## ASSIGNMENT
Which lines below include the string "struct"? Please show each one.

## DATA FOR PROCESSING
--- START ---

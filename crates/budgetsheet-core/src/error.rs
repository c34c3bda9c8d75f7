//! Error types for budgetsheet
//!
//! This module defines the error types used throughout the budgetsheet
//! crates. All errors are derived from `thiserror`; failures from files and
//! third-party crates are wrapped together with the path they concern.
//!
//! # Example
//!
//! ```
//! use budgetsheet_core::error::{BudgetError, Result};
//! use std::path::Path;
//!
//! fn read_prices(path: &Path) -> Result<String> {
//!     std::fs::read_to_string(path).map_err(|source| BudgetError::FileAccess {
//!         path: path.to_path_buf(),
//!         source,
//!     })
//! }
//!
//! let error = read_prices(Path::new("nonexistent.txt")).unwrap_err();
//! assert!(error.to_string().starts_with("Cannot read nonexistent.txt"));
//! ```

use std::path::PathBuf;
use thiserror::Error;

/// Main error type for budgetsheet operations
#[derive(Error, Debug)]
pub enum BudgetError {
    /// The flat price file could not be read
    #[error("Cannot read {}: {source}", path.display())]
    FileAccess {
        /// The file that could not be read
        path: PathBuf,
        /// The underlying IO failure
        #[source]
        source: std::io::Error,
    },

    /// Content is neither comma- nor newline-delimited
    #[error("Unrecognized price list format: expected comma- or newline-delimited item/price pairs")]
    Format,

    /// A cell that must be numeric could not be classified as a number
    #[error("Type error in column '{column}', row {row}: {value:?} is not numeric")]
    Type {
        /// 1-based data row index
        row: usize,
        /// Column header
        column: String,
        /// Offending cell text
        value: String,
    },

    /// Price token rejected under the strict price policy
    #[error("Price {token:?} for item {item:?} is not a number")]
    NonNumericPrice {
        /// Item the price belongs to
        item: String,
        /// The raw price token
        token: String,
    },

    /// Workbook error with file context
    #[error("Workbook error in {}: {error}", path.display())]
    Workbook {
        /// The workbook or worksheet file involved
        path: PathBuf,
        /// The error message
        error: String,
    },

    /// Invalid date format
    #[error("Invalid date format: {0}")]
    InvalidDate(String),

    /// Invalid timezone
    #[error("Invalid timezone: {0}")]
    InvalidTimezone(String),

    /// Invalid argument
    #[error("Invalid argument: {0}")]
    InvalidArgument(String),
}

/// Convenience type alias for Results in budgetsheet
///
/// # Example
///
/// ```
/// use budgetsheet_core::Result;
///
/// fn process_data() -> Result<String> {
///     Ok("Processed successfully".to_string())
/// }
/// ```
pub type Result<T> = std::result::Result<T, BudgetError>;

--- END ---
--- START ---

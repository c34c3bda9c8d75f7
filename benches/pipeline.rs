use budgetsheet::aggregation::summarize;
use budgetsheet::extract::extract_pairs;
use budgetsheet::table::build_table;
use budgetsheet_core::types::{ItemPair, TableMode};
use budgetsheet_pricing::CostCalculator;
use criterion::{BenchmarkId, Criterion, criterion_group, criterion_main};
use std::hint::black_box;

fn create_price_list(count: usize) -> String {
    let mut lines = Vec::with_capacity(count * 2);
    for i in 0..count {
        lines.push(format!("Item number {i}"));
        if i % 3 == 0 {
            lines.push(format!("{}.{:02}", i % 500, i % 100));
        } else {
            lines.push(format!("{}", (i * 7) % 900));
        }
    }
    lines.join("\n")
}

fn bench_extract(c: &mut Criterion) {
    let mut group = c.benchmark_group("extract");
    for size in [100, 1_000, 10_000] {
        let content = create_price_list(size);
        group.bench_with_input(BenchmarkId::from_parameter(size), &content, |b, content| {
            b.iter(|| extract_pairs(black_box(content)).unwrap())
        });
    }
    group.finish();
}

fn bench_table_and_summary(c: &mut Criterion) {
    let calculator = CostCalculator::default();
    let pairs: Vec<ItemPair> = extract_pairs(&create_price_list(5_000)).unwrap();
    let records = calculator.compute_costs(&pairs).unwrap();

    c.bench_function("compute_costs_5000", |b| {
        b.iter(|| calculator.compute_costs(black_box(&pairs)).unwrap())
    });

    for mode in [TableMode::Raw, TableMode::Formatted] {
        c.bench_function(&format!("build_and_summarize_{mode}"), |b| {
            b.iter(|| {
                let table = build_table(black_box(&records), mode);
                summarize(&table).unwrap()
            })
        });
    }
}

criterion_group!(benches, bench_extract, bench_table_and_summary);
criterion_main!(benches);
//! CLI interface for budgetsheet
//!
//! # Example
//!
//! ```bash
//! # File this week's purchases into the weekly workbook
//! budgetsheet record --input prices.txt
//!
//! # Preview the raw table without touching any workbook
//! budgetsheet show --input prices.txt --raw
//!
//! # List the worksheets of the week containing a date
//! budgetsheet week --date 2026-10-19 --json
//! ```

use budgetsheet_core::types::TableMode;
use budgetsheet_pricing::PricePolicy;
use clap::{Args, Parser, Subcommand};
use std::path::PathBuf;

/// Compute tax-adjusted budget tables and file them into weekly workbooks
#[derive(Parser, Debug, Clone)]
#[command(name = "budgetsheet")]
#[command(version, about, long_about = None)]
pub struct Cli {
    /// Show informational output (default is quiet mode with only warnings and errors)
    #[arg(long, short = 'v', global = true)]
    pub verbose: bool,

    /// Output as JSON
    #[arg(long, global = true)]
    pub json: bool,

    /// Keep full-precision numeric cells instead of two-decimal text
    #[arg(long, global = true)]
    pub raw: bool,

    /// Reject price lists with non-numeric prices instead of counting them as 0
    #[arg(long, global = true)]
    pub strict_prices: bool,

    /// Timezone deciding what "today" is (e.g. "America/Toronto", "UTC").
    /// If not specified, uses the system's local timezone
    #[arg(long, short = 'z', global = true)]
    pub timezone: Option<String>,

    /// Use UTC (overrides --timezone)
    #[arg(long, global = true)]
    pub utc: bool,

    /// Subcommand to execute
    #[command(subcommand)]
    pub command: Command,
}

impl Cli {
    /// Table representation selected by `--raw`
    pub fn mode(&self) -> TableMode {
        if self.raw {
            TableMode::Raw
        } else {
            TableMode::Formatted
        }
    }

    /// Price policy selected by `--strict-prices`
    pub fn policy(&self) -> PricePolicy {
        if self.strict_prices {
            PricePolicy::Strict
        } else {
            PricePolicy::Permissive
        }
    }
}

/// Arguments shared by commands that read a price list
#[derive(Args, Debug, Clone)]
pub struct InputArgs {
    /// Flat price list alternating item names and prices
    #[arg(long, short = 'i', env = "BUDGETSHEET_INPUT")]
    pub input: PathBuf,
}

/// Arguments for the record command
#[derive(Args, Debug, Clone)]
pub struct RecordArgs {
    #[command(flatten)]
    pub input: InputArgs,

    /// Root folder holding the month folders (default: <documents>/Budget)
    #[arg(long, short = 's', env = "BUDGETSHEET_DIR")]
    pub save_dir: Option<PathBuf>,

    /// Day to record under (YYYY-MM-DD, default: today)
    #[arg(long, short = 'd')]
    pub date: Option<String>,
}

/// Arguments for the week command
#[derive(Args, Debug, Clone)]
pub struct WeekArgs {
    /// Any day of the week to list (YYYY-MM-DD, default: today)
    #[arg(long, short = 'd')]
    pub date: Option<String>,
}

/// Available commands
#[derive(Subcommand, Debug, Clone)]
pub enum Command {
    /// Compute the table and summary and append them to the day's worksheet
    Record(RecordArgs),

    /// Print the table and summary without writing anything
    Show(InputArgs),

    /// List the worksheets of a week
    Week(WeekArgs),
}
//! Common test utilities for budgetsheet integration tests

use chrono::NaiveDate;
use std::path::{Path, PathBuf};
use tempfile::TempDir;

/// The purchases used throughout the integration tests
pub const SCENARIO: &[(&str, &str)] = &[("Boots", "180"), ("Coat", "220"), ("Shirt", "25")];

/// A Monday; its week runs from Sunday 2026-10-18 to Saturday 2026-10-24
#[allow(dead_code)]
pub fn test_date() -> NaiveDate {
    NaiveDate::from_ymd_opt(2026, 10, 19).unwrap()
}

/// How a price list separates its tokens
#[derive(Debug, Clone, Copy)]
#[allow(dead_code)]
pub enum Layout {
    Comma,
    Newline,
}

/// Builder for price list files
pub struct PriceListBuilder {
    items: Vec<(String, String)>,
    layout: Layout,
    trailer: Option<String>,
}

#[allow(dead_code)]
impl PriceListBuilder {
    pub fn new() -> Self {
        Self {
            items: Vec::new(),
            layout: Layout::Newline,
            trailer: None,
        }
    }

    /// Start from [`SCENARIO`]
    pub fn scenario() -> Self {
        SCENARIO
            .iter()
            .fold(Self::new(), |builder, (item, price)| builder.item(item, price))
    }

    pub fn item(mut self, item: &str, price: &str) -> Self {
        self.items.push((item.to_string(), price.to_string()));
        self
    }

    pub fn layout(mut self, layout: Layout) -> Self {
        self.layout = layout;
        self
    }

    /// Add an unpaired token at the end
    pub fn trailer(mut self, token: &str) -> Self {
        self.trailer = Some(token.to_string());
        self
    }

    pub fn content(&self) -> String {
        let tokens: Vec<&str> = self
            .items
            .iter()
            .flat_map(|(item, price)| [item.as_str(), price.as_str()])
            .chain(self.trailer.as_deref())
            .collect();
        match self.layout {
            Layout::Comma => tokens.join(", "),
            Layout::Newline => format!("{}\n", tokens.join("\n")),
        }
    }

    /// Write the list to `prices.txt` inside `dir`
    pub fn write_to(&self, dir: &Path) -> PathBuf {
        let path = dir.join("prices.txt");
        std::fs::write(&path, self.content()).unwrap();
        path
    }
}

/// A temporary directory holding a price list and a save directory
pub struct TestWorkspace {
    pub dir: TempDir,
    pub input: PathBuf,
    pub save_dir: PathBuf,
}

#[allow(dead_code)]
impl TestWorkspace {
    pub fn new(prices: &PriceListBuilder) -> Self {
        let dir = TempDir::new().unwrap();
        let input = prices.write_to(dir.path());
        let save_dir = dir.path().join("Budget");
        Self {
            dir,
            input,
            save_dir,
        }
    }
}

--- END ---

## OUTPUT BELOW
pub struct Cli {
pub struct InputArgs {
pub struct RecordArgs {
pub struct WeekArgs {
pub struct PriceListBuilder {
pub struct TestWorkspace {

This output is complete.